*** Block opens ***
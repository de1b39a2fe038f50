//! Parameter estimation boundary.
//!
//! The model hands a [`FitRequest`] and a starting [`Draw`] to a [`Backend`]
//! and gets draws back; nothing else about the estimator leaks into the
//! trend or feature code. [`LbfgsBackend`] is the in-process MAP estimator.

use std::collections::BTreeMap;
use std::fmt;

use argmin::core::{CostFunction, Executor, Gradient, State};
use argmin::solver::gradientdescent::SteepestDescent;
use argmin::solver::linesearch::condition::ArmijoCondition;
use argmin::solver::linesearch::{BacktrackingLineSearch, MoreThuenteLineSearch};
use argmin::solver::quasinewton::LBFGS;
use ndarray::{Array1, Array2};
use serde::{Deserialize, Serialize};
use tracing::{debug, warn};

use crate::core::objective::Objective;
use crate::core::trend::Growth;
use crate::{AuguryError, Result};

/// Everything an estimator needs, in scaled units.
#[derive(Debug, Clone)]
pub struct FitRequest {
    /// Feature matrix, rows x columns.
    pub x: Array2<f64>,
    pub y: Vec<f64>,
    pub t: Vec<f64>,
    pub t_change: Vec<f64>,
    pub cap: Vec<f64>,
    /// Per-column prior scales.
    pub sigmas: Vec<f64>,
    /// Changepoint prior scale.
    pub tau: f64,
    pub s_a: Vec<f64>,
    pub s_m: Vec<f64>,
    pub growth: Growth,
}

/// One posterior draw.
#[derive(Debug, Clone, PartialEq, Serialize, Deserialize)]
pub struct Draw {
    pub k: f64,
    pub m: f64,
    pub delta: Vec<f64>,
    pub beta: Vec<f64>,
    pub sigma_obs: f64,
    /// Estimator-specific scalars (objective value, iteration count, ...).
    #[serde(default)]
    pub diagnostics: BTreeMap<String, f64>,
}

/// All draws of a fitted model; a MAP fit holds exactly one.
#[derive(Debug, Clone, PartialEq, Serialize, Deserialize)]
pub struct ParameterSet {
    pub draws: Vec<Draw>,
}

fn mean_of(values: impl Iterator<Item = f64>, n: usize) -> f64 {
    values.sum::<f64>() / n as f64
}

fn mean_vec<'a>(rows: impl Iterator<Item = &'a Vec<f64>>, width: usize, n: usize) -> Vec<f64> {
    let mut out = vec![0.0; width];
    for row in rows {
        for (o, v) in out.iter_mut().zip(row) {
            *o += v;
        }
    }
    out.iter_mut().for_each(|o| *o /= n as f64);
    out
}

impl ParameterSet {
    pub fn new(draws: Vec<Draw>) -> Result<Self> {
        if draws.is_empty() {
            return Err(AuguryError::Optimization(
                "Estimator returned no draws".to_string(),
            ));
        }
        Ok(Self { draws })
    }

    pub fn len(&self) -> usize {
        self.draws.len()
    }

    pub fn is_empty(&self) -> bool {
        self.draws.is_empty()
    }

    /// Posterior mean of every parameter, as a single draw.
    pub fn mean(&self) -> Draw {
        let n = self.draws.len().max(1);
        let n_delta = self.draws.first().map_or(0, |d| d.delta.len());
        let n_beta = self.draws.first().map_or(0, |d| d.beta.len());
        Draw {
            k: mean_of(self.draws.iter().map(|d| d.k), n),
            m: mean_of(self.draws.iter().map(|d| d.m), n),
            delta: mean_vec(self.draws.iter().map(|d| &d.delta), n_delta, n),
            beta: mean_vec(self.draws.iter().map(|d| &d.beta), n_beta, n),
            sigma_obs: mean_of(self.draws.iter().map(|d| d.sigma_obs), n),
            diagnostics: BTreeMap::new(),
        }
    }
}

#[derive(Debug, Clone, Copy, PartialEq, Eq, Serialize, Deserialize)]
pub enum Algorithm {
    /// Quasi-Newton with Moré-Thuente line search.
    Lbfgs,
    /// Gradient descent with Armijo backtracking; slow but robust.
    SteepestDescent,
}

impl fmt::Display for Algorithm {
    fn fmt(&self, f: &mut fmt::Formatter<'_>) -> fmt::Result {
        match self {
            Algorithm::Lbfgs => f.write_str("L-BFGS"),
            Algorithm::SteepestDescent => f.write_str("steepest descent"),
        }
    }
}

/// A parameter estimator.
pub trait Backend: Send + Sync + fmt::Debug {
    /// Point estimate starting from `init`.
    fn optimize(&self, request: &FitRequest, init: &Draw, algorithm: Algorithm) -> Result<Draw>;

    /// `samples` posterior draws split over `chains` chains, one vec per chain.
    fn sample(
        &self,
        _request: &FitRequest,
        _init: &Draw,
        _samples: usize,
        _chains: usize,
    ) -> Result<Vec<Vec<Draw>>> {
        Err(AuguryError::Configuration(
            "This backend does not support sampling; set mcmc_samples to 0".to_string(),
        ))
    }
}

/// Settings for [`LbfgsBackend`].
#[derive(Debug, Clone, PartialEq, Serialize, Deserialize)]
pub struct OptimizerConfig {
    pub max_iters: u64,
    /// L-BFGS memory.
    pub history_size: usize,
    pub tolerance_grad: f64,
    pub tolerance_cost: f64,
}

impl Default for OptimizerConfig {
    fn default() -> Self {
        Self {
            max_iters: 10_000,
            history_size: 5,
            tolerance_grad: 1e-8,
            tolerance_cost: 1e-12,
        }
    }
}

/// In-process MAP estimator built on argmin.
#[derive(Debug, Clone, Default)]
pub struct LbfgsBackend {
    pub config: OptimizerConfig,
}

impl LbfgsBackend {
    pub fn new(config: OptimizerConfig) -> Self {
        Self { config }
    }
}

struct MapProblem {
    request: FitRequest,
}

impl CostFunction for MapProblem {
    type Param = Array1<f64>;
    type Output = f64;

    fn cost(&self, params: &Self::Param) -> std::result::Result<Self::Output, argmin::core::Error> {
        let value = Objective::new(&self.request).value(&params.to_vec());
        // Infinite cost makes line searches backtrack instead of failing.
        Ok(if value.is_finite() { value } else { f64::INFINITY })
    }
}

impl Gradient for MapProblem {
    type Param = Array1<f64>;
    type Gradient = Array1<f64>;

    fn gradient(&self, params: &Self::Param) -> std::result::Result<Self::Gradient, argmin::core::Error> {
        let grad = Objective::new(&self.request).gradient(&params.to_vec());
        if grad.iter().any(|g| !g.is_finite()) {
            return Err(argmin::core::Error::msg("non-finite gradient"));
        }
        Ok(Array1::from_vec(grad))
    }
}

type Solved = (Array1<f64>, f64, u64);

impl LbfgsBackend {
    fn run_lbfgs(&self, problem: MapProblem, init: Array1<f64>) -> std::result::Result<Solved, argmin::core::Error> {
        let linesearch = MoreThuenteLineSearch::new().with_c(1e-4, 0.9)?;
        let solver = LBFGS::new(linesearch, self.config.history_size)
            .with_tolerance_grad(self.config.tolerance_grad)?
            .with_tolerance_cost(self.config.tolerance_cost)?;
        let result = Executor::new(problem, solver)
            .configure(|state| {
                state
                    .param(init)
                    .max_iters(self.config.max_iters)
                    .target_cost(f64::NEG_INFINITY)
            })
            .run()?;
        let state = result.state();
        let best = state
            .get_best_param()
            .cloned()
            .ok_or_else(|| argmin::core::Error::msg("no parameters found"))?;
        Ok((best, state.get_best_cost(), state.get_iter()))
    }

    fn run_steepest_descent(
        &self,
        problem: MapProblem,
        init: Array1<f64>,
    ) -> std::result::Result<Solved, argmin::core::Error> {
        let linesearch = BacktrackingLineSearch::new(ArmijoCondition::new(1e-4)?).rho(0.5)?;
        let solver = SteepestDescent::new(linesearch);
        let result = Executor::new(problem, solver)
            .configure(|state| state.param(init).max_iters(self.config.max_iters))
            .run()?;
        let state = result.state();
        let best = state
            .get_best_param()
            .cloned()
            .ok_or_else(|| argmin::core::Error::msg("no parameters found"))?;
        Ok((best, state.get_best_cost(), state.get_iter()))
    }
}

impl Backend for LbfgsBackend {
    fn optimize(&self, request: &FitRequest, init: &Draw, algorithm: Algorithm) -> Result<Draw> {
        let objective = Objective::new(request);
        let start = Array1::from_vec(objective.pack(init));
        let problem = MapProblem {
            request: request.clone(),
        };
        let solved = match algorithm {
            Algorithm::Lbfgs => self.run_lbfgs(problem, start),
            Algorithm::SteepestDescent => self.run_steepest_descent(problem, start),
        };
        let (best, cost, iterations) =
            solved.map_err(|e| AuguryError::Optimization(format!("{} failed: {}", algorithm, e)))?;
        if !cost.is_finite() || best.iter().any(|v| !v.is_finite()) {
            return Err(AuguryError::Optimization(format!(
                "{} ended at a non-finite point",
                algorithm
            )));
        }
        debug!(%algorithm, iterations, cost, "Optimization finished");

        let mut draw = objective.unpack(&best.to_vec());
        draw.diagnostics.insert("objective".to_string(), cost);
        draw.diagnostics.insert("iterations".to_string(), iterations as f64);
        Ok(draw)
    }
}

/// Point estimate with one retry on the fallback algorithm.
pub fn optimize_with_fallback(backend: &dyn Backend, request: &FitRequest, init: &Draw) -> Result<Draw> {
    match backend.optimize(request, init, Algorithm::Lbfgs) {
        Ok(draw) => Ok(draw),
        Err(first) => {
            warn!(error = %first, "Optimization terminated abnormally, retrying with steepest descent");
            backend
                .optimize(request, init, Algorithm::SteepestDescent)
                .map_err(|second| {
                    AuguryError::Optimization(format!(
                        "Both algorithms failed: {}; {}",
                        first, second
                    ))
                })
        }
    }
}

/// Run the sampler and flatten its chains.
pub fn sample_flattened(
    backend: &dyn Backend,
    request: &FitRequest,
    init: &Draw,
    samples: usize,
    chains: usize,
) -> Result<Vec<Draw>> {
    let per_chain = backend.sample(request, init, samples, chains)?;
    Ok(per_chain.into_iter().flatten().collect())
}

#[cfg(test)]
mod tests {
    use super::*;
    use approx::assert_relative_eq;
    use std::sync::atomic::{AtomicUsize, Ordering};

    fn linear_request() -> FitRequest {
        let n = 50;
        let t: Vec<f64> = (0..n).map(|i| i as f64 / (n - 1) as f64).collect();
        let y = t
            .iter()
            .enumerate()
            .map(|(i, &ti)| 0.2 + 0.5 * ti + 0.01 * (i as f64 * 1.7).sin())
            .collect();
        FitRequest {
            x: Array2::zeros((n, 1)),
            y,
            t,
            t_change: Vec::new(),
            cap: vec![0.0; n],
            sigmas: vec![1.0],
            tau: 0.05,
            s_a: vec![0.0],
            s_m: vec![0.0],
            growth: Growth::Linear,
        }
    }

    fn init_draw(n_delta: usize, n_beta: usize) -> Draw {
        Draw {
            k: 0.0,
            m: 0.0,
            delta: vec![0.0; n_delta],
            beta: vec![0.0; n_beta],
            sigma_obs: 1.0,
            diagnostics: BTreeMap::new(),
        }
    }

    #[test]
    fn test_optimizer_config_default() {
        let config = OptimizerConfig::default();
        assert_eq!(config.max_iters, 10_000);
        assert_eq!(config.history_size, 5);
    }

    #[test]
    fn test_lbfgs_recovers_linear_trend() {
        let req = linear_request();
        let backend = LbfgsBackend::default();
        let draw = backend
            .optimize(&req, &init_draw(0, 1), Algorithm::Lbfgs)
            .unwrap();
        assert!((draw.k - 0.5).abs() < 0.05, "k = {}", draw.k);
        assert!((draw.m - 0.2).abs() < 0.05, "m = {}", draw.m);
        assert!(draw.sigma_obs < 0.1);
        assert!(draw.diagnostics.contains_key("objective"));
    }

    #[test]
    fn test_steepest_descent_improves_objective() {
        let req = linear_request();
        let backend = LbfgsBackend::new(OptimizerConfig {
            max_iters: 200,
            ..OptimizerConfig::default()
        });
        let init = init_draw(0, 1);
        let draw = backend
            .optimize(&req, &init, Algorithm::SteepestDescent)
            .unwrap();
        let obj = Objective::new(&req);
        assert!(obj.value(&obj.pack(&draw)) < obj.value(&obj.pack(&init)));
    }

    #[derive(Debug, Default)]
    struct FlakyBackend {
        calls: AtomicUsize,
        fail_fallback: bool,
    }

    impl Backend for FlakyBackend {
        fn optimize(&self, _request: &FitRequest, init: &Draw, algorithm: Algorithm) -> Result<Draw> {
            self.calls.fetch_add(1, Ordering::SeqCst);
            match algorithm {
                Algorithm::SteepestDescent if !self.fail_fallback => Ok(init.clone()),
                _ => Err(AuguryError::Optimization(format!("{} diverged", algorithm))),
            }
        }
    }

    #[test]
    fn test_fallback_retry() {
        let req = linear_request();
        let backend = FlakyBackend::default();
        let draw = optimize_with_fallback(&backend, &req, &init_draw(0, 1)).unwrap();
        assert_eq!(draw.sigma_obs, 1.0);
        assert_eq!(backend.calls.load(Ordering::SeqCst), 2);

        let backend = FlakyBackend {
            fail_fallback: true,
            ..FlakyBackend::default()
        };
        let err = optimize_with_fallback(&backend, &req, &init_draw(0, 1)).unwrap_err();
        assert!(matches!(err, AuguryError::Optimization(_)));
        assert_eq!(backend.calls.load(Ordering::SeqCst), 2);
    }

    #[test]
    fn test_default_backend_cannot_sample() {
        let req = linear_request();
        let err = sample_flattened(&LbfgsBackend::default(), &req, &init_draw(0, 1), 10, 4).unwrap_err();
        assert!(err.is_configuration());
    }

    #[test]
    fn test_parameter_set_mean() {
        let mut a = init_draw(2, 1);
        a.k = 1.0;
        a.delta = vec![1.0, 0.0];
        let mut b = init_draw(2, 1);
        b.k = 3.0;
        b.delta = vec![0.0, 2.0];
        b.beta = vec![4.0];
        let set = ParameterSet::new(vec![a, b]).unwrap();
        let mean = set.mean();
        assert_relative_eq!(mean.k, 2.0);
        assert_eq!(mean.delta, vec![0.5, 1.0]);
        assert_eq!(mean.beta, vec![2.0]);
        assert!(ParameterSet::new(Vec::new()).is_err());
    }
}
*** Block closes ***
● **Work item**
Within the listing above, the range opens at the line with "fn gradient(&self, params: &Self::Param)" and closes at the line with "let solver = LBFGS::new(linesearch, self.config.history_size)". Reproduce exactly the lines of that range, including both ends.

● **Response**
    fn gradient(&self, params: &Self::Param) -> std::result::Result<Self::Gradient, argmin::core::Error> {
        let grad = Objective::new(&self.request).gradient(&params.to_vec());
        if grad.iter().any(|g| !g.is_finite()) {
            return Err(argmin::core::Error::msg("non-finite gradient"));
        }
        Ok(Array1::from_vec(grad))
    }
}

type Solved = (Array1<f64>, f64, u64);

impl LbfgsBackend {
    fn run_lbfgs(&self, problem: MapProblem, init: Array1<f64>) -> std::result::Result<Solved, argmin::core::Error> {
        let linesearch = MoreThuenteLineSearch::new().with_c(1e-4, 0.9)?;
        let solver = LBFGS::new(linesearch, self.config.history_size)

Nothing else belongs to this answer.